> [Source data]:
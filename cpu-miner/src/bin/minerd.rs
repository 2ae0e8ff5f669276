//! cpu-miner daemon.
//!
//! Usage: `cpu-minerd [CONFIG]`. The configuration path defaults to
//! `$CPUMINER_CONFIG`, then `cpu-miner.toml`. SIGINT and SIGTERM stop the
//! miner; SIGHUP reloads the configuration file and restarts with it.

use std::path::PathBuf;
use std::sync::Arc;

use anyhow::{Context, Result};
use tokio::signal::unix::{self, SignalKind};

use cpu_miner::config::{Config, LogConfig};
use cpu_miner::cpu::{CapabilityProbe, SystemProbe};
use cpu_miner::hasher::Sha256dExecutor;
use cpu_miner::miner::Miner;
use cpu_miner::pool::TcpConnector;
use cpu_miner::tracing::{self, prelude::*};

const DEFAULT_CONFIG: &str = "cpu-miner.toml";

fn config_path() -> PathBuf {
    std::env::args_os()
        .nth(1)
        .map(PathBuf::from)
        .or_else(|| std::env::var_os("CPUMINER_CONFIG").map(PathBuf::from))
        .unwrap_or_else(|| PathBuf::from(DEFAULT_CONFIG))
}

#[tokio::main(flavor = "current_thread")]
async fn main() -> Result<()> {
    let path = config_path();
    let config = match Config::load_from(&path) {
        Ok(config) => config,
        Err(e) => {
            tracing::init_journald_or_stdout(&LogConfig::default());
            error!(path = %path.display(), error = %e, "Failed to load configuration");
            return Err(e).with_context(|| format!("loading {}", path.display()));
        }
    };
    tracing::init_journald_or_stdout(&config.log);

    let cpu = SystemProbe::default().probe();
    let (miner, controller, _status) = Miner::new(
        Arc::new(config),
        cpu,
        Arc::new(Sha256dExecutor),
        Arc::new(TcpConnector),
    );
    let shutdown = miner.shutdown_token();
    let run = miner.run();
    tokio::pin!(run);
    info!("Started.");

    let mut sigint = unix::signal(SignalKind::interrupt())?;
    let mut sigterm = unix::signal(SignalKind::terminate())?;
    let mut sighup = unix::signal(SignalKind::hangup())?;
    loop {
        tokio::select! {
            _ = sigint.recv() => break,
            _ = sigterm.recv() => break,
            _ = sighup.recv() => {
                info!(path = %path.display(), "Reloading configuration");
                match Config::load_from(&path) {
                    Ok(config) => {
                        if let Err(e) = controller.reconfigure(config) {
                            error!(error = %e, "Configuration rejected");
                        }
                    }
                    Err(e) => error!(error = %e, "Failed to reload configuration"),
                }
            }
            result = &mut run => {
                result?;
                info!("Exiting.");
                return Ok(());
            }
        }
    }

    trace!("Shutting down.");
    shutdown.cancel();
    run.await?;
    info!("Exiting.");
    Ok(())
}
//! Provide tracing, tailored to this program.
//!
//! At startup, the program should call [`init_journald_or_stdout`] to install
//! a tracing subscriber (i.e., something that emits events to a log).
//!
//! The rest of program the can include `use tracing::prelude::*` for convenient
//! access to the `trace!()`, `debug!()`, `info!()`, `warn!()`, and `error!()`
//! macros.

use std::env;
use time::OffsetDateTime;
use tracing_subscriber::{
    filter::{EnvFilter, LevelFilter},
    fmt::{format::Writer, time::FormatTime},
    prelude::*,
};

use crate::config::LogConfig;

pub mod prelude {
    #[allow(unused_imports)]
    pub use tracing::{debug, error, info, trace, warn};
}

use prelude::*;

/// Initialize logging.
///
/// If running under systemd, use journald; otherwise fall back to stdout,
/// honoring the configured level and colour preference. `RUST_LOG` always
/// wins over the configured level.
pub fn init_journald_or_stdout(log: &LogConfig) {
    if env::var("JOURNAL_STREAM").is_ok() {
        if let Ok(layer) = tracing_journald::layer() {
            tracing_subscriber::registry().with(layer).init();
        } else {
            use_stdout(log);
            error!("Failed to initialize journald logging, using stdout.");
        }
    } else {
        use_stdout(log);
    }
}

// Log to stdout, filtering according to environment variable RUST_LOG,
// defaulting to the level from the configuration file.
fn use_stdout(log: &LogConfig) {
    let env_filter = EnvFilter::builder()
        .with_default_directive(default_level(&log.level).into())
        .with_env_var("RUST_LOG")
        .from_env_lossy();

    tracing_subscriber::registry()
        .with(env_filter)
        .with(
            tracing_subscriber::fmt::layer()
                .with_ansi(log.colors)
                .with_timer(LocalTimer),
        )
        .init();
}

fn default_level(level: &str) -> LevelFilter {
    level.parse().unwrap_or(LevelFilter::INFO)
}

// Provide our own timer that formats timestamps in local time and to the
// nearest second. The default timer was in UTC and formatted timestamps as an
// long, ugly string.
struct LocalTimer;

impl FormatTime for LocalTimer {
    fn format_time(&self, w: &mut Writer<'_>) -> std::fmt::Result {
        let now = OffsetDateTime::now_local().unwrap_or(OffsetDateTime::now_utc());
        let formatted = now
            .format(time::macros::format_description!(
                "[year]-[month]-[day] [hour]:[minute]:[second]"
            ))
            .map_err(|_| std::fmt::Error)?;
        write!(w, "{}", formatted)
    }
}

> [TASK ITEM]: Each of the lines above must appear again, unchanged.

> [EXERCISE RESPONSE]:
filename cpu-miner/src/bin/minerd.rs
repository 2ae0e8ff5f669276
//! cpu-miner daemon.
//!
//! Usage: `cpu-minerd [CONFIG]`. The configuration path defaults to
//! `$CPUMINER_CONFIG`, then `cpu-miner.toml`. SIGINT and SIGTERM stop the
//! miner; SIGHUP reloads the configuration file and restarts with it.

use std::path::PathBuf;
use std::sync::Arc;

use anyhow::{Context, Result};
use tokio::signal::unix::{self, SignalKind};

use cpu_miner::config::{Config, LogConfig};
use cpu_miner::cpu::{CapabilityProbe, SystemProbe};
use cpu_miner::hasher::Sha256dExecutor;
use cpu_miner::miner::Miner;
use cpu_miner::pool::TcpConnector;
use cpu_miner::tracing::{self, prelude::*};

const DEFAULT_CONFIG: &str = "cpu-miner.toml";

fn config_path() -> PathBuf {
    std::env::args_os()
        .nth(1)
        .map(PathBuf::from)
        .or_else(|| std::env::var_os("CPUMINER_CONFIG").map(PathBuf::from))
        .unwrap_or_else(|| PathBuf::from(DEFAULT_CONFIG))
}

#[tokio::main(flavor = "current_thread")]
async fn main() -> Result<()> {
    let path = config_path();
    let config = match Config::load_from(&path) {
        Ok(config) => config,
        Err(e) => {
            tracing::init_journald_or_stdout(&LogConfig::default());
            error!(path = %path.display(), error = %e, "Failed to load configuration");
            return Err(e).with_context(|| format!("loading {}", path.display()));
        }
    };
    tracing::init_journald_or_stdout(&config.log);

    let cpu = SystemProbe::default().probe();
    let (miner, controller, _status) = Miner::new(
        Arc::new(config),
        cpu,
        Arc::new(Sha256dExecutor),
        Arc::new(TcpConnector),
    );
    let shutdown = miner.shutdown_token();
    let run = miner.run();
    tokio::pin!(run);
    info!("Started.");

    let mut sigint = unix::signal(SignalKind::interrupt())?;
    let mut sigterm = unix::signal(SignalKind::terminate())?;
    let mut sighup = unix::signal(SignalKind::hangup())?;
    loop {
        tokio::select! {
            _ = sigint.recv() => break,
            _ = sigterm.recv() => break,
            _ = sighup.recv() => {
                info!(path = %path.display(), "Reloading configuration");
                match Config::load_from(&path) {
                    Ok(config) => {
                        if let Err(e) = controller.reconfigure(config) {
                            error!(error = %e, "Configuration rejected");
                        }
                    }
                    Err(e) => error!(error = %e, "Failed to reload configuration"),
                }
            }
            result = &mut run => {
                result?;
                info!("Exiting.");
                return Ok(());
            }
        }
    }

    trace!("Shutting down.");
    shutdown.cancel();
    run.await?;
    info!("Exiting.");
    Ok(())
}
//! Provide tracing, tailored to this program.
//!
//! At startup, the program should call [`init_journald_or_stdout`] to install
//! a tracing subscriber (i.e., something that emits events to a log).
//!
//! The rest of program the can include `use tracing::prelude::*` for convenient
//! access to the `trace!()`, `debug!()`, `info!()`, `warn!()`, and `error!()`
//! macros.

use std::env;
use time::OffsetDateTime;
use tracing_subscriber::{
    filter::{EnvFilter, LevelFilter},
    fmt::{format::Writer, time::FormatTime},
    prelude::*,
};

use crate::config::LogConfig;

pub mod prelude {
    #[allow(unused_imports)]
    pub use tracing::{debug, error, info, trace, warn};
}

use prelude::*;

/// Initialize logging.
///
/// If running under systemd, use journald; otherwise fall back to stdout,
/// honoring the configured level and colour preference. `RUST_LOG` always
/// wins over the configured level.
pub fn init_journald_or_stdout(log: &LogConfig) {
    if env::var("JOURNAL_STREAM").is_ok() {
        if let Ok(layer) = tracing_journald::layer() {
            tracing_subscriber::registry().with(layer).init();
        } else {
            use_stdout(log);
            error!("Failed to initialize journald logging, using stdout.");
        }
    } else {
        use_stdout(log);
    }
}

// Log to stdout, filtering according to environment variable RUST_LOG,
// defaulting to the level from the configuration file.
fn use_stdout(log: &LogConfig) {
    let env_filter = EnvFilter::builder()
        .with_default_directive(default_level(&log.level).into())
        .with_env_var("RUST_LOG")
        .from_env_lossy();

    tracing_subscriber::registry()
        .with(env_filter)
        .with(
            tracing_subscriber::fmt::layer()
                .with_ansi(log.colors)
                .with_timer(LocalTimer),
        )
        .init();
}

fn default_level(level: &str) -> LevelFilter {
    level.parse().unwrap_or(LevelFilter::INFO)
}

// Provide our own timer that formats timestamps in local time and to the
// nearest second. The default timer was in UTC and formatted timestamps as an
// long, ugly string.
struct LocalTimer;

impl FormatTime for LocalTimer {
    fn format_time(&self, w: &mut Writer<'_>) -> std::fmt::Result {
        let now = OffsetDateTime::now_local().unwrap_or(OffsetDateTime::now_utc());
        let formatted = now
            .format(time::macros::format_description!(
                "[year]-[month]-[day] [hour]:[minute]:[second]"
            ))
            .map_err(|_| std::fmt::Error)?;
        write!(w, "{}", formatted)
    }
}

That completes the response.